Chuck Dulaney, assistant superintendent of the Office of Growth and Planning, announced Thursday that two-thirds of schools in the district have reported receiving 80 percent of consent forms. Of the consent forms returned so far, officials said 90 percent of families have sent their consent to send their child to year-round schools.

Dulaney said the current pattern continues, then the school system will have to find traditional seats for somewhere between 2,000 and 3,000 students.

The school board also learned that River Bend Elementary School has the highest percentage of families choosing the traditional calendar. School officials said finding room for those wanting to stay in the traditional track could take some work, but they believe it is doable.

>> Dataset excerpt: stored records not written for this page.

//! Bridges the `log` facade to the single opaque log sink the host provides.
//!
//! Before a host sink is attached (early init, or in tests) records are
//! buffered rather than dropped, and flushed in order once a sink arrives.

use log::{Level, Log, Metadata, Record};
use std::sync::Mutex;

pub trait HostLogSink: Send {
    fn log_line(&mut self, level: Level, line: &str);
}

struct EprintlnSink;

impl HostLogSink for EprintlnSink {
    fn log_line(&mut self, level: Level, line: &str) {
        eprintln!("[{level}] {line}");
    }
}

struct SafeInner {
    sink: Option<Box<dyn HostLogSink>>,
    buffered: Vec<(Level, String)>,
}

static SAFE_BRIDGE: Mutex<Option<SafeInner>> = Mutex::new(None);

struct LogBridge;

impl Log for LogBridge {
    fn enabled(&self, _metadata: &Metadata) -> bool {
        true
    }

    fn log(&self, record: &Record) {
        let line = format!("{}", record.args());
        let mut guard = SAFE_BRIDGE.lock().unwrap();
        let inner = guard.get_or_insert_with(|| SafeInner {
            sink: None,
            buffered: Vec::new(),
        });
        match inner.sink.as_mut() {
            Some(sink) => sink.log_line(record.level(), &line),
            None => inner.buffered.push((record.level(), line)),
        }
    }

    fn flush(&self) {}
}

static LOGGER: LogBridge = LogBridge;

/// Install the `log` facade globally. Safe to call more than once; only the
/// first call takes effect.
pub fn init() {
    let _ = log::set_logger(&LOGGER);
    log::set_max_level(log::LevelFilter::Trace);
}

/// Attach the host-provided sink, flushing anything buffered before it existed.
pub fn attach(sink: Box<dyn HostLogSink>) {
    let mut guard = SAFE_BRIDGE.lock().unwrap();
    let inner = guard.get_or_insert_with(|| SafeInner {
        sink: None,
        buffered: Vec::new(),
    });
    let mut sink = sink;
    for (level, line) in inner.buffered.drain(..) {
        sink.log_line(level, &line);
    }
    inner.sink = Some(sink);
}

/// Default sink used until the host negotiates a real one.
pub fn fallback_sink() -> Box<dyn HostLogSink> {
    Box::new(EprintlnSink)
}

#[cfg(test)]
mod tests {
    use super::*;
    use std::sync::{Arc, Mutex as StdMutex};

    struct CaptureSink(Arc<StdMutex<Vec<String>>>);

    impl HostLogSink for CaptureSink {
        fn log_line(&mut self, _level: Level, line: &str) {
            self.0.lock().unwrap().push(line.to_string());
        }
    }

    #[test]
    fn buffers_before_attach_and_flushes_in_order() {
        // Reset global state for a deterministic test.
        *SAFE_BRIDGE.lock().unwrap() = None;
        LogBridge.log(
            &Record::builder()
                .args(format_args!("first"))
                .level(Level::Info)
                .build(),
        );
        LogBridge.log(
            &Record::builder()
                .args(format_args!("second"))
                .level(Level::Info)
                .build(),
        );
        let captured = Arc::new(StdMutex::new(Vec::new()));
        attach(Box::new(CaptureSink(captured.clone())));
        let lines = captured.lock().unwrap().clone();
        assert_eq!(lines, vec!["first".to_string(), "second".to_string()]);
    }
}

Superior Court Judge Howard Manning ruled on May 3 that the school district must get parental consent before assigning students to year-round schools. The school system distributed letters to 30,500 families seeking permission.

Officials said the 22 schools slated for year-round conversion will likely not be under capacity as some angry parents had predicted.

"I think parents had little choice but to accept the year-round (track). They didn't have much choice because they didn't know where they might be going," said board member Ron Margiotta.

Other school board members said they are respectfully complying with the court ruling.

"This was a way that we felt that without compromising the educational program, we could accommodate those additional number of childrens we didn't have space for at school," school board member Susan Parry.

The consent forms are due back Friday. Parents who forget to submit the consent form will have their children automatically switched to a traditional calendar school. After the Friday deadline, the Office of Growth and Planning will start calling families they have not heard from to get an answer.

The school board hopes to have a firm count of traditional students and year-round students by next week. For parents who opted for the traditional calendar, the school system hopes to have those assignments by June 20.

The district is asking for $305 million from the county for the upcoming year, which marks a $29 million increase over the current funding level. The new figure could mean an increase in property taxes.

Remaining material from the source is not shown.